The House recently passed a bill requiring insurance companies to provide mental health insurance parity, banning them from limiting mental health coverage. The insurance industry is up-in-arms and the mind-body debate continues raging:
In the United States over the last five years, research studies examining the link between physical brain abnormalities and disorders like severe depression and schizophrenia have begun to make a strong case that the disorders are not scary tales of minds gone mad but manifestations of actual, and often fatal, problems in brain circuitry. These disorders affect behavior and mood, and they look different from Parkinson’s disease or multiple sclerosis in brain imaging. Still, a growing number of studies — and many more are under way — are making the biological connection, redefining the concept of mental illness as brain illness.
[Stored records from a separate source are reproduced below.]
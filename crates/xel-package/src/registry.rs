//! Package registry client
//!
//! Endpoints, relative to the configured base URI:
//!
//! - `packages/name/<name>` - package descriptor
//! - `versions/pkg/<package id>?limit=&offset=` - one page of versions
//! - `tarballs/ver/<version id>?limit=&offset=` - tarball descriptors
//!
//! [`HttpRegistry`] talks to a live registry. [`DirectoryRegistry`] serves the
//! same documents from a local mirror directory (`file://` base URIs).

use crate::{PackageError, Result};
use serde::de::DeserializeOwned;
use serde::Deserialize;
use std::fs::File;
use std::io::{self, Write};
use std::path::{Path, PathBuf};
use std::time::Duration;
use xel_config::GlobalConfig;

/// Page size used when listing versions
pub const VERSION_PAGE_SIZE: usize = 100;

/// `GET packages/name/<name>`
#[derive(Debug, Clone, Deserialize, PartialEq)]
pub struct PackageInfo {
    pub id: u64,
    #[serde(default)]
    pub name: String,
    #[serde(default)]
    pub description: String,
    #[serde(default)]
    pub author: String,
    #[serde(default, rename = "isDeprecated")]
    pub is_deprecated: bool,
    #[serde(default, rename = "deprecatedReason")]
    pub deprecated_reason: String,
}

#[derive(Debug, Clone, Copy, Deserialize, PartialEq, Eq, PartialOrd, Ord)]
pub struct SemverTriplet {
    pub major: u64,
    pub minor: u64,
    pub patch: u64,
}

#[derive(Debug, Clone, Deserialize, PartialEq)]
pub struct VersionInfo {
    pub id: u64,
    pub semver: SemverTriplet,
    pub version: String,
    #[serde(default)]
    pub xel: String,
    #[serde(default)]
    pub engine: String,
}

/// `GET versions/pkg/<id>`
#[derive(Debug, Clone, Deserialize, PartialEq)]
pub struct VersionPage {
    #[serde(default)]
    pub versions: Vec<VersionInfo>,
    #[serde(default)]
    pub total: usize,
    #[serde(default)]
    pub limit: usize,
    #[serde(default)]
    pub offset: usize,
}

#[derive(Debug, Clone, Deserialize, PartialEq)]
pub struct Integrity {
    pub algorithm: String,
    pub hash: String,
}

#[derive(Debug, Clone, Deserialize, PartialEq)]
pub struct TarballInfo {
    pub url: String,
    pub integrity: Integrity,
    #[serde(default)]
    pub size_bytes: u64,
}

/// `GET tarballs/ver/<version id>`
#[derive(Debug, Clone, Deserialize, PartialEq)]
pub struct TarballPage {
    #[serde(default)]
    pub tarballs: Vec<TarballInfo>,
    #[serde(default)]
    pub total: usize,
}

/// Registry operations used by the acquirer
pub trait RegistryApi: Send + Sync {
    fn package(&self, name: &str) -> Result<PackageInfo>;

    fn versions(&self, package_id: u64, limit: usize, offset: usize) -> Result<VersionPage>;

    fn tarballs(&self, version_id: u64, limit: usize, offset: usize) -> Result<TarballPage>;

    /// Stream the body at `url` into `out`, returning the number of bytes written
    fn download(&self, url: &str, out: &mut dyn Write) -> Result<u64>;

    /// Every version of a package, following pagination
    fn all_versions(&self, package_id: u64) -> Result<Vec<VersionInfo>> {
        let mut versions = Vec::new();
        loop {
            let page = self.versions(package_id, VERSION_PAGE_SIZE, versions.len())?;
            let fetched = page.versions.len();
            versions.extend(page.versions);
            if fetched == 0 || fetched < VERSION_PAGE_SIZE || versions.len() >= page.total {
                return Ok(versions);
            }
        }
    }
}

/// Pick the registry implementation for the configured base URI
pub fn registry_from_config(config: &GlobalConfig) -> Result<Box<dyn RegistryApi>> {
    let base = config.registry_base();
    if let Some(path) = base.strip_prefix("file://") {
        Ok(Box::new(DirectoryRegistry::new(path)))
    } else {
        Ok(Box::new(HttpRegistry::new(base, config.network_timeout())?))
    }
}

/// Registry served over HTTP(S)
pub struct HttpRegistry {
    base: String,
    client: reqwest::blocking::Client,
}

impl HttpRegistry {
    pub fn new(base: impl Into<String>, timeout: Duration) -> Result<Self> {
        let client = reqwest::blocking::Client::builder()
            .timeout(timeout)
            .user_agent(concat!("xel/", env!("CARGO_PKG_VERSION")))
            .build()
            .map_err(|e| PackageError::Network(e.to_string()))?;
        let mut base = base.into();
        if !base.ends_with('/') {
            base.push('/');
        }
        Ok(Self { base, client })
    }

    fn get(&self, url: &str) -> Result<reqwest::blocking::Response> {
        tracing::debug!(url, "GET");
        let response = self
            .client
            .get(url)
            .send()
            .map_err(|e| request_error(url, e))?;
        let status = response.status();
        if !status.is_success() {
            return Err(PackageError::HttpStatus {
                url: url.to_string(),
                status: status.as_u16(),
            });
        }
        Ok(response)
    }

    fn get_json<T: DeserializeOwned>(&self, url: &str) -> Result<T> {
        let body = self
            .get(url)?
            .text()
            .map_err(|e| request_error(url, e))?;
        Ok(serde_json::from_str(&body)?)
    }
}

fn request_error(url: &str, error: reqwest::Error) -> PackageError {
    if error.is_timeout() {
        PackageError::Timeout {
            operation: format!("request to {}", url),
        }
    } else {
        PackageError::Network(format!("{}: {}", url, error))
    }
}

impl RegistryApi for HttpRegistry {
    fn package(&self, name: &str) -> Result<PackageInfo> {
        self.get_json(&format!("{}packages/name/{}", self.base, name))
    }

    fn versions(&self, package_id: u64, limit: usize, offset: usize) -> Result<VersionPage> {
        self.get_json(&format!(
            "{}versions/pkg/{}?limit={}&offset={}",
            self.base, package_id, limit, offset
        ))
    }

    fn tarballs(&self, version_id: u64, limit: usize, offset: usize) -> Result<TarballPage> {
        self.get_json(&format!(
            "{}tarballs/ver/{}?limit={}&offset={}",
            self.base, version_id, limit, offset
        ))
    }

    fn download(&self, url: &str, out: &mut dyn Write) -> Result<u64> {
        let mut response = self.get(url)?;
        response.copy_to(out).map_err(|e| request_error(url, e))
    }
}

/// Registry mirrored on disk.
///
/// `packages/name/<name>.json`, `versions/pkg/<id>.json` and
/// `tarballs/ver/<id>.json` hold the endpoint documents; pagination
/// parameters are ignored. Tarball URLs may be `file://` URLs or paths
/// relative to the mirror root.
pub struct DirectoryRegistry {
    root: PathBuf,
}

impl DirectoryRegistry {
    pub fn new(root: impl Into<PathBuf>) -> Self {
        Self { root: root.into() }
    }

    fn read_json<T: DeserializeOwned>(&self, relative: &str) -> Result<T> {
        let path = self.root.join(relative);
        tracing::debug!(path = %path.display(), "reading registry document");
        let content = std::fs::read_to_string(&path).map_err(|e| not_found(&path, e))?;
        Ok(serde_json::from_str(&content)?)
    }

    fn resolve_url(&self, url: &str) -> PathBuf {
        match url.strip_prefix("file://") {
            Some(path) => PathBuf::from(path),
            None => self.root.join(url),
        }
    }
}

fn not_found(path: &Path, error: io::Error) -> PackageError {
    if error.kind() == io::ErrorKind::NotFound {
        PackageError::HttpStatus {
            url: format!("file://{}", path.display()),
            status: 404,
        }
    } else {
        PackageError::Io(error)
    }
}

impl RegistryApi for DirectoryRegistry {
    fn package(&self, name: &str) -> Result<PackageInfo> {
        self.read_json(&format!("packages/name/{}.json", name))
    }

    fn versions(&self, package_id: u64, _limit: usize, offset: usize) -> Result<VersionPage> {
        if offset > 0 {
            return Ok(VersionPage {
                versions: Vec::new(),
                total: offset,
                limit: 0,
                offset,
            });
        }
        self.read_json(&format!("versions/pkg/{}.json", package_id))
    }

    fn tarballs(&self, version_id: u64, _limit: usize, _offset: usize) -> Result<TarballPage> {
        self.read_json(&format!("tarballs/ver/{}.json", version_id))
    }

    fn download(&self, url: &str, out: &mut dyn Write) -> Result<u64> {
        let path = self.resolve_url(url);
        let mut file = File::open(&path).map_err(|e| not_found(&path, e))?;
        Ok(io::copy(&mut file, out)?)
    }
}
Critics of parity say that anything that would not turn up in an autopsy, as in depression or agoraphobia, cannot be equated with physical illness, either in the pages of a medical text or on an insurance claim. These critics also say that because the mental abnormality research is so new, it should still be considered theory rather than an established basis for equal payment and treatment. “Schizophrenia and depression refer to behavior, not to cellular abnormalities,” said Jeffrey A. Schaler, a psychologist and an assistant professor of justice, law and society at American University in Washington. “So what constitutes medicine? Is it what anybody says is medicine? Is it acupuncture? Is it homeopathy?”
The bill, if passed, will be a 3.8billion dollar tax burden and mean a substantial (but unpredictable) raise in insurance premiums. Insurance companies argue that they shouldn’t be expected to pay for diseases that you can’t scientifically test for. Bush says he’ll veto the bill if it comes before him as the house passed it.
The “bare minimum” coverage that we currently require insurance companies to offer isn’t terribly inclusive. The House is attempting to considerably raise the bar. If the House really represents the will of the American people then I wonder why we’re on board. Is it that we really think mental disorders (or at least some mental disorders) should be treated like diseases or is it that we’re simply on the universal, more inclusive health care bandwagon?
I certainly hope it is the former. People who think schizophrenia is solely behavioral like Mr. Schaler (above) must not have ever visited a mental ward. Some mental illnesses are indubitably biological. It’s high time we formally recognized the body’s affect on the mind.
I do, however, hear the opposition’s point. We’re a long way from completely unifying the two. For the time being there’s a fine line between mental diseases (biologically rooted) and mental disorders (societally or behaviorally rooted). It isn’t outrageous to suggest that the psychiatric community should differentiate between the two before we force our broken insurance system to standardly cover all mental health. Some things, like most phobias for instance, you can live with. Other things, like schizophrenia or bipolar disorder, you cannot.